Like more than half the voting population I am devastated by the news of Trump’s victory in the presidential election and feel like I lost my country. I’m frankly having a hard time coming to grips with what’s about to happen to America. My chief struggle now is figuring out how not to look at every white person I see in America as a Trump supporter and thus a racist and a bigot. I’m sure this speaks volumes about my liberal bias, the thought that every Republican must be against human rights and are white supremacists. I hate thinking this way but a pervasive us verse them spirit has settled over me and I feel like I live in a besieged state. I feel especially vulnerable as a poor gay black man. I’ve found solace and solidarity with the millions who feel like me on Facebook which has been a strange source of comfort to me as I read the hundreds of posts of friends family and commentators commiserating over the election results.
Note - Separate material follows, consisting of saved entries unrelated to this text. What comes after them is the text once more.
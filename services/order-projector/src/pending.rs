//! Buffer for terminal events that arrived before their order
//!
//! The event source delivers creation before terminal events within a batch,
//! so this path only triggers when that guarantee breaks. Entries wait for
//! the matching creation event, bounded by a ledger-time retention window
//! and a capacity. The first terminal event per id wins.
//!
//! Dropped ids are remembered for the life of the snapshot so a redelivered
//! terminal event stays a no-op. That set grows by one id per unresolved
//! terminal event, the same rate as the `Unresolved` diagnostics, and is
//! only reset by replaying into a fresh snapshot.

use std::collections::{BTreeMap, BTreeSet, VecDeque};

use types::ids::OrderId;

use crate::events::Terminal;

/// Pending terminal events keyed by order id.
#[derive(Debug, Clone, Default, PartialEq, Eq)]
pub struct PendingTerminals {
    by_id: BTreeMap<OrderId, Terminal>,
    /// Arrival order, oldest first.
    arrival: VecDeque<OrderId>,
    /// Ids whose terminal event was dropped; redeliveries are ignored.
    dropped: BTreeSet<OrderId>,
}

impl PendingTerminals {
    pub fn new() -> Self {
        Self::default()
    }

    /// Buffer a terminal event.
    ///
    /// Returns `false` when the id already has a pending or dropped terminal
    /// event, in which case nothing changes.
    pub fn insert(&mut self, terminal: Terminal) -> bool {
        let id = terminal.order_id();
        if self.by_id.contains_key(&id) || self.dropped.contains(&id) {
            return false;
        }
        self.by_id.insert(id, terminal);
        self.arrival.push_back(id);
        true
    }

    /// Take the pending terminal event for `id`, if any.
    pub fn take(&mut self, id: OrderId) -> Option<Terminal> {
        let terminal = self.by_id.remove(&id)?;
        self.arrival.retain(|pending| *pending != id);
        Some(terminal)
    }

    /// Drop the oldest entry while above `capacity`.
    pub fn evict_over_capacity(&mut self, capacity: usize) -> Vec<Terminal> {
        let mut evicted = Vec::new();
        while self.by_id.len() > capacity {
            let Some(id) = self.arrival.pop_front() else {
                break;
            };
            if let Some(terminal) = self.by_id.remove(&id) {
                self.dropped.insert(id);
                evicted.push(terminal);
            }
        }
        evicted
    }

    /// Drop every entry whose ledger timestamp is before `cutoff`.
    ///
    /// Returned in arrival order.
    pub fn expire_before(&mut self, cutoff: i64) -> Vec<Terminal> {
        let expired_ids: Vec<OrderId> = self
            .arrival
            .iter()
            .copied()
            .filter(|id| {
                self.by_id
                    .get(id)
                    .is_some_and(|t| t.ledger_timestamp() < cutoff)
            })
            .collect();

        let mut expired = Vec::with_capacity(expired_ids.len());
        for id in expired_ids {
            if let Some(terminal) = self.take(id) {
                self.dropped.insert(id);
                expired.push(terminal);
            }
        }
        expired
    }

    pub fn contains(&self, id: OrderId) -> bool {
        self.by_id.contains_key(&id)
    }

    pub fn was_dropped(&self, id: OrderId) -> bool {
        self.dropped.contains(&id)
    }

    /// Ids whose terminal event was dropped, ascending.
    pub fn dropped_ids(&self) -> impl Iterator<Item = OrderId> + '_ {
        self.dropped.iter().copied()
    }

    pub fn get(&self, id: OrderId) -> Option<&Terminal> {
        self.by_id.get(&id)
    }

    /// Pending entries in arrival order.
    pub fn iter(&self) -> impl Iterator<Item = &Terminal> {
        self.arrival.iter().filter_map(|id| self.by_id.get(id))
    }

    pub fn len(&self) -> usize {
        self.by_id.len()
    }

    pub fn is_empty(&self) -> bool {
        self.by_id.is_empty()
    }
}
//! Delimited text dataset implementation
//!
//! Supports loading datasets from text files where:
//! - Fields are separated by tabs, commas or spaces
//! - The last column is the label
//! - All other columns are features
//! - Blank lines and lines starting with '#' are ignored
//! - A non-numeric first row is treated as a header

use crate::core::{Result, SVMError};
use ndarray::{Array1, Array2, ArrayView1, ArrayView2, Axis};
use std::fs::File;
use std::io::{BufRead, BufReader};
use std::path::Path;

/// Dense feature matrix with a parallel label vector
#[derive(Debug, Clone)]
pub struct DenseDataset {
    features: Array2<f64>,
    labels: Array1<f64>,
}

impl DenseDataset {
    /// Pair a feature matrix with its labels
    ///
    /// Only the shapes are checked here; label values are validated when
    /// training starts.
    pub fn new(features: Array2<f64>, labels: Array1<f64>) -> Result<Self> {
        if features.nrows() != labels.len() {
            return Err(SVMError::DimensionMismatch {
                expected: features.nrows(),
                actual: labels.len(),
            });
        }
        Ok(Self { features, labels })
    }

    /// Load a dataset from a delimited text file
    pub fn from_file<P: AsRef<Path>>(path: P) -> Result<Self> {
        let file = File::open(path).map_err(SVMError::IoError)?;
        Self::from_reader(BufReader::new(file))
    }

    /// Load a dataset from any buffered reader
    pub fn from_reader<R: BufRead>(reader: R) -> Result<Self> {
        let mut values = Vec::new();
        let mut labels = Vec::new();
        let mut width: Option<usize> = None;
        let mut seen_first_row = false;

        for (line_no, line) in reader.lines().enumerate() {
            let line = line.map_err(SVMError::IoError)?;
            let line = line.trim();

            if line.is_empty() || line.starts_with('#') {
                continue;
            }

            let fields: Vec<&str> = split_fields(line).collect();
            let parsed: std::result::Result<Vec<f64>, _> =
                fields.iter().map(|field| field.parse::<f64>()).collect();

            let row = match parsed {
                Ok(row) => row,
                Err(_) if !seen_first_row => {
                    // Header line
                    seen_first_row = true;
                    continue;
                }
                Err(e) => {
                    return Err(SVMError::ParseError(format!(
                        "line {}: {e} in '{line}'",
                        line_no + 1
                    )))
                }
            };
            seen_first_row = true;

            if row.len() < 2 {
                return Err(SVMError::ParseError(format!(
                    "line {}: expected at least one feature and a label",
                    line_no + 1
                )));
            }
            match width {
                Some(w) if w != row.len() => {
                    return Err(SVMError::ParseError(format!(
                        "line {}: expected {w} fields, found {}",
                        line_no + 1,
                        row.len()
                    )))
                }
                _ => width = Some(row.len()),
            }

            let (features, label) = row.split_at(row.len() - 1);
            values.extend_from_slice(features);
            labels.push(label[0]);
        }

        let Some(width) = width else {
            return Err(SVMError::EmptyDataset);
        };

        let features = Array2::from_shape_vec((labels.len(), width - 1), values)
            .map_err(|e| SVMError::ParseError(e.to_string()))?;
        Self::new(features, Array1::from(labels))
    }

    pub fn features(&self) -> ArrayView2<'_, f64> {
        self.features.view()
    }

    pub fn labels(&self) -> ArrayView1<'_, f64> {
        self.labels.view()
    }

    /// Feature vector of example `i`
    pub fn row(&self, i: usize) -> ArrayView1<'_, f64> {
        self.features.row(i)
    }

    /// Number of samples in the dataset
    pub fn len(&self) -> usize {
        self.labels.len()
    }

    /// Number of features (dimensionality)
    pub fn dim(&self) -> usize {
        self.features.ncols()
    }

    pub fn is_empty(&self) -> bool {
        self.labels.is_empty()
    }

    /// Keep only the listed examples, in the given order
    pub fn select(&self, indices: &[usize]) -> Self {
        Self {
            features: self.features.select(Axis(0), indices),
            labels: self.labels.select(Axis(0), indices),
        }
    }
}

fn split_fields(line: &str) -> impl Iterator<Item = &str> {
    line.split(|c: char| c == ',' || c.is_whitespace())
        .filter(|field| !field.is_empty())
}
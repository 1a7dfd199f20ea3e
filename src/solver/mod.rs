//! SVM solver implementations
//!
//! This module implements Platt's Sequential Minimal Optimization (SMO)
//! algorithm together with the simplified textbook variant.

pub mod selection;
pub mod simple;
pub mod smo;
pub mod state;

pub use self::selection::*;
pub use self::simple::*;
pub use self::smo::*;
pub use self::state::*;
//! Rust implementation of a binary Support Vector Machine (SVM)
//!
//! Based on "Sequential Minimal Optimization: A Fast Algorithm for Training
//! Support Vector Machines" by John C. Platt

pub mod api;
pub mod cache;
pub mod core;
pub mod data;
pub mod kernel;
pub mod optimizer;
pub mod solver;

// Re-export main types for convenience
pub use crate::api::{EvaluationMetrics, ModelInfo, TrainedModel, SVM};
pub use crate::cache::ErrorCache;
pub use crate::core::error::*;
pub use crate::core::traits::*;
pub use crate::core::types::*;
pub use crate::data::DenseDataset;
pub use crate::kernel::{Kernel, KernelMatrix, KernelSpec, LinearKernel};
pub use crate::optimizer::{Hyperplane, SVMOptimizer, TrainedSVM};
pub use crate::solver::{OptimizationState, SMOSolver};

// Version info
pub const VERSION: &str = env!("CARGO_PKG_VERSION");
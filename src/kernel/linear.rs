//! Linear kernel implementation

use crate::kernel::Kernel;
use ndarray::{Array1, ArrayView1, ArrayView2};

/// Linear kernel: K(x, y) = x^T * y
///
/// This is the simplest kernel function, computing the dot product between two vectors.
#[derive(Debug, Clone, Copy, Default)]
pub struct LinearKernel;

impl LinearKernel {
    /// Create a new linear kernel
    pub fn new() -> Self {
        Self
    }
}

impl Kernel for LinearKernel {
    fn compute(&self, x: ArrayView1<f64>, y: ArrayView1<f64>) -> f64 {
        x.dot(&y)
    }

    fn evaluate(&self, data: ArrayView2<f64>, reference: ArrayView1<f64>) -> Array1<f64> {
        data.dot(&reference)
    }

    fn is_linear(&self) -> bool {
        true
    }
}
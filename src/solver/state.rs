//! Mutable record of a single training run
//!
//! The state owns the dual coefficients, the bias, the error cache and the
//! precomputed kernel matrix, and borrows the training data it was built from.
//! Pair selection and pair updates receive it explicitly, so independent runs
//! never share anything.

use crate::cache::ErrorCache;
use crate::core::{OptimizationResult, Result, SVMError};
use crate::kernel::{Kernel, KernelMatrix};
use ndarray::{Array1, ArrayView1, ArrayView2};

/// Dual coefficients, bias and caches for one SMO run
#[derive(Debug, Clone)]
pub struct OptimizationState<'a> {
    features: ArrayView2<'a, f64>,
    labels: ArrayView1<'a, f64>,
    c: f64,
    tolerance: f64,
    alpha: Array1<f64>,
    b: f64,
    errors: ErrorCache,
    kernel: KernelMatrix,
}

impl<'a> OptimizationState<'a> {
    /// Validate the inputs and precompute the kernel matrix.
    ///
    /// Checks run from cheapest to most expensive: hyperparameters, kernel
    /// parameters, labels, feature values. The N² kernel evaluations only
    /// happen once everything has passed.
    pub fn new<K: Kernel + ?Sized>(
        features: ArrayView2<'a, f64>,
        labels: ArrayView1<'a, f64>,
        c: f64,
        tolerance: f64,
        kernel: &K,
    ) -> Result<Self> {
        if !(c.is_finite() && c > 0.0) {
            return Err(SVMError::InvalidParameter(format!(
                "C must be a positive finite number, got {c}"
            )));
        }
        if !(tolerance.is_finite() && tolerance > 0.0) {
            return Err(SVMError::InvalidParameter(format!(
                "tolerance must be a positive finite number, got {tolerance}"
            )));
        }
        kernel.validate()?;
        validate_training_data(features, labels)?;

        let n = features.nrows();
        Ok(Self {
            features,
            labels,
            c,
            tolerance,
            alpha: Array1::zeros(n),
            b: 0.0,
            errors: ErrorCache::new(n),
            kernel: KernelMatrix::new(kernel, features),
        })
    }

    /// Number of training examples
    pub fn n(&self) -> usize {
        self.labels.len()
    }

    pub fn c(&self) -> f64 {
        self.c
    }

    pub fn tolerance(&self) -> f64 {
        self.tolerance
    }

    pub fn features(&self) -> ArrayView2<'a, f64> {
        self.features
    }

    pub fn labels(&self) -> ArrayView1<'a, f64> {
        self.labels
    }

    pub fn label(&self, i: usize) -> f64 {
        self.labels[i]
    }

    pub fn kernel(&self) -> &KernelMatrix {
        &self.kernel
    }

    pub fn alpha(&self, i: usize) -> f64 {
        self.alpha[i]
    }

    pub fn alphas(&self) -> ArrayView1<'_, f64> {
        self.alpha.view()
    }

    pub fn bias(&self) -> f64 {
        self.b
    }

    pub fn error_cache(&self) -> &ErrorCache {
        &self.errors
    }

    pub(crate) fn set_alpha(&mut self, i: usize, value: f64) {
        debug_assert!(
            (0.0..=self.c).contains(&value),
            "alpha[{i}] = {value} outside [0, {}]",
            self.c
        );
        self.alpha[i] = value;
    }

    pub(crate) fn set_bias(&mut self, b: f64) {
        self.b = b;
    }

    /// Decision value for training example `k`, read off kernel column k
    pub fn decision_value(&self, k: usize) -> f64 {
        let column = self.kernel.column(k);
        let sum: f64 = self
            .alpha
            .iter()
            .zip(self.labels.iter())
            .zip(column.iter())
            .map(|((&a, &y), &kv)| a * y * kv)
            .sum();
        sum + self.b
    }

    /// E_k = f(x_k) - y_k under the current alphas and bias
    pub fn error(&self, k: usize) -> f64 {
        self.decision_value(k) - self.labels[k]
    }

    /// Store a known error for `k` and mark the entry valid
    pub(crate) fn record_error(&mut self, k: usize, error: f64) {
        self.errors.set(k, error);
    }

    /// Recompute E_k, store it and return it
    pub(crate) fn refresh_error(&mut self, k: usize) -> f64 {
        let error = self.error(k);
        self.errors.set(k, error);
        error
    }

    /// Whether alpha_i lies strictly inside (0, C)
    pub fn is_unbound(&self, i: usize) -> bool {
        let a = self.alpha[i];
        a > 0.0 && a < self.c
    }

    pub fn unbound_indices(&self) -> Vec<usize> {
        (0..self.n()).filter(|&i| self.is_unbound(i)).collect()
    }

    /// Indices with alpha > 0
    pub fn support_vector_indices(&self) -> Vec<usize> {
        self.alpha
            .iter()
            .enumerate()
            .filter_map(|(i, &a)| (a > 0.0).then_some(i))
            .collect()
    }

    /// Σ alpha_i * y_i, which every pair update leaves unchanged
    pub fn label_weighted_sum(&self) -> f64 {
        self.alpha.dot(&self.labels)
    }

    /// Dual objective Σα - ½ ΣΣ α_i α_j y_i y_j K(i, j)
    pub fn objective(&self) -> f64 {
        let weighted = &self.alpha * &self.labels;
        let quadratic = weighted.dot(&self.kernel.view().dot(&weighted));
        self.alpha.sum() - 0.5 * quadratic
    }

    /// Package the final coefficients
    pub fn into_result(self, iterations: usize, converged: bool) -> OptimizationResult {
        OptimizationResult {
            support_vectors: self.support_vector_indices(),
            objective_value: self.objective(),
            alpha: self.alpha,
            b: self.b,
            iterations,
            converged,
        }
    }
}

/// Check the shape and values of a training set.
///
/// Labels must be exactly -1 or +1 and every feature value finite.
pub fn validate_training_data(features: ArrayView2<f64>, labels: ArrayView1<f64>) -> Result<()> {
    if features.nrows() == 0 {
        return Err(SVMError::EmptyDataset);
    }
    if labels.len() != features.nrows() {
        return Err(SVMError::DimensionMismatch {
            expected: features.nrows(),
            actual: labels.len(),
        });
    }
    if let Some(&bad) = labels.iter().find(|&&y| y != 1.0 && y != -1.0) {
        return Err(SVMError::InvalidLabel(bad));
    }
    if features.nrows() < 2 {
        return Err(SVMError::InvalidDataset(
            "at least two examples are required to optimize a pair".to_string(),
        ));
    }
    if let Some(((row, col), value)) = features.indexed_iter().find(|(_, v)| !v.is_finite()) {
        return Err(SVMError::InvalidDataset(format!(
            "non-finite feature value {value} at row {row}, column {col}"
        )));
    }
    Ok(())
}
I’m furious at pollsters who promised a Clinton victory, particularly Nate Silver’s 538. That guy owes America an apology for missing the white rage at the establishment in this country.
So now we’re supposed to fight to preserve the Obama legacy against an emboldened and electorally implacable enemy. Michael Moore just gave 5 reasons not to despair at the elections, a prescription on how to fight back, see here. Can I just say I’m exhausted of that fight. I’m 40 and want to settle into my middle years without fear of retribution and racism that was supposed to be a thing of the past. I’m tired of being embarrassed for my country on the international stage and of being suspicious of my neighbors and friends once they get behind the voting booth. I find myself strangely missing my mother because I need now more than ever a shoulder to really cry on. I feel a sadness that is deep and penetrating and I need time to grieve. I also need time to find the bravery to forgive the less than half the voting population who because of 18th century patrician vagaries (re the electoral college) managed to elect a racist president.
My therapist suggest I channel my feelings into my art as a copping strategy and on that note I did begin a new series of encaustic paintings yesterday. But I must confess my heart isn’t exactly into the new work yet. I told my therapist that art seems ill equipped to combat all the forces arrayed against human rights and dignity for all that exist in the world. Being in the business of helping people manage their feelings my therapist disagreed.
I teach middle schoolers printmaking on Wednesdays and yesterday was our first session after the election and the kids seem as afraid and despondent as the adults. It makes me sad to think they will grow into adults knowing only a much maligned black president and his chiefest of antagonist – speaking in terms of political agendas – as his replacement. I took some relief in their playing and joking and general preteen frivolity because to them the election is an abstraction unrelated for the most part to how they live their daily lives. Life does go on for these kids and us adults too. After all Obama’s election spelled doom and gloom for under half the voting population in 2008, I guess it’s my turn again to hate the president this time. I hope we face the Republicans with all the obstructive force that they lodged against Obama and work to defeat their divisive agenda.